Claire shivered. She’d thought she understood Dr Anderson; she’d thought they were alike. But they weren’t, deep down. They’d both survived Morganville, but they’d come out of it completely differently.

‘If you didn’t think we were at war,’ Anderson said, ‘then why did you make this?’ She patted VLAD’s metal frame.

‘I just wanted – I wanted a way for us to stop them if it came to a fight. That’s all. It’s supposed to be for defence.’

‘Well, you know what they say: the best defence is a good offence. We’ve been working on enhanced anti-vampire weaponry for some time. Including biological weapons.’

‘Dr Davis was running experiments,’ Claire said. ‘That bat-thing that killed Derrick. That was his?’

‘Yes,’ Anderson said. She was watching Myrnin, but not with any compassion or regret. It was all clinical, the look in her eyes. Clinical and bitterly cold. ‘He’d made considerable progress, but our samples were degraded. We’d had to rely on what I brought with me out of Morganville, and it wasn’t much. I was working on getting Jesse to cooperate with me, but for all her friendly ways, she’s smarter than that. Too bad. If she’d just done it peacefully, I wouldn’t have had to take the steps I did.’

‘Is Jesse—?’

‘Alive? Yes. Happy?’ Anderson shook her head. ‘I didn’t want to do it. But she pushed me into it. I’ve got a monitor on her. So far, the effects haven’t worn off. I’m starting to wonder if the beam does permanent neural damage.’

‘Permanent?
What did you do to VLAD? It was never supposed to be that powerful—’

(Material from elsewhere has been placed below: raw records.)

//! Formatting utilities for terminal output

use crate::core::{Evaluation, Verdict, Word};
use crate::rules::LetterStatusMap;
use colored::{ColoredString, Colorize};

/// On-screen keyboard layout
pub const KEYBOARD_ROWS: [&str; 3] = ["QWERTYUIOP", "ASDFGHJKL", "ZXCVBNM"];

/// A single letter tile coloured by its verdict
#[must_use]
pub fn letter_tile(letter: char, verdict: Option<Verdict>) -> ColoredString {
    let tile = format!(" {} ", letter.to_ascii_uppercase());
    match verdict {
        Some(Verdict::Correct) => tile.black().on_green().bold(),
        Some(Verdict::Present) => tile.black().on_yellow().bold(),
        Some(Verdict::Absent) => tile.white().on_bright_black(),
        None => tile.bold(),
    }
}

/// A guessed word as a row of coloured tiles
#[must_use]
pub fn colored_row(guess: &Word, evaluation: &Evaluation) -> String {
    guess
        .as_str()
        .chars()
        .zip(evaluation.verdicts())
        .map(|(letter, &verdict)| letter_tile(letter, Some(verdict)).to_string())
        .collect()
}

/// The keyboard with each key coloured by its best verdict so far
#[must_use]
pub fn keyboard_lines(letters: &LetterStatusMap) -> Vec<String> {
    KEYBOARD_ROWS
        .iter()
        .enumerate()
        .map(|(indent, row)| {
            let keys: String = row
                .chars()
                .map(|key| letter_tile(key, letters.get(key as u8)).to_string())
                .collect();
            format!("{}{keys}", " ".repeat(indent * 2))
        })
        .collect()
}

/// Horizontal bar for a share of a total
#[must_use]
pub fn distribution_bar(count: u32, max: u32, width: usize) -> String {
    let filled = if max == 0 {
        0
    } else {
        ((f64::from(count) / f64::from(max)) * width as f64).round() as usize
    };
    let filled = filled.min(width);
    format!("{}{}", "█".repeat(filled), "░".repeat(width - filled))
}

#[cfg(test)]
mod tests {
    use super::*;
    use crate::rules::aggregate;

    #[test]
    fn colored_row_keeps_letters_in_order() {
        colored::control::set_override(false);
        let guess = Word::new("crane").unwrap();
        let evaluation: Evaluation = "G-Y--".parse().unwrap();
        assert_eq!(colored_row(&guess, &evaluation), " C  R  A  N  E ");
    }

    #[test]
    fn keyboard_has_three_indented_rows() {
        colored::control::set_override(false);
        let letters = aggregate(&[(Word::new("crane").unwrap(), "G----".parse().unwrap())]);
        let lines = keyboard_lines(&letters);
        assert_eq!(lines.len(), 3);
        assert!(lines[0].starts_with(" Q "));
        assert!(lines[1].starts_with("   A "));
        assert!(lines[2].starts_with("     Z "));
    }

    #[test]
    fn distribution_bar_bounds() {
        assert_eq!(distribution_bar(0, 10, 10), "░░░░░░░░░░");
        assert_eq!(distribution_bar(10, 10, 10), "██████████");
        assert_eq!(distribution_bar(5, 10, 10), "█████░░░░░");
        assert_eq!(distribution_bar(3, 0, 4), "░░░░");
    }
}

‘I made it work,’ Anderson snapped. ‘Your job now, if you want to stay on the right side of the fight, is to take the model that Dr Davis was using and make it work as well. I didn’t have time to complete it before this crisis erupted. Myrnin’s arrival pushed us into an accelerated timeline. I think we’ve gotten the situation contained, but if any communications made it back to Amelie, we may have a fight on our hands, and I need at least one more working device to be safe. So, you do that, and I’ll make sure your boyfriend and your other friends get out of this in one piece. Clear?’

‘Clear,’ Claire said. ‘Dr Davis’s gun didn’t work? That was a bluff?’

Dr Anderson shrugged. ‘I thought you’d recognise it, and it would slow you down so I could use the one that did.’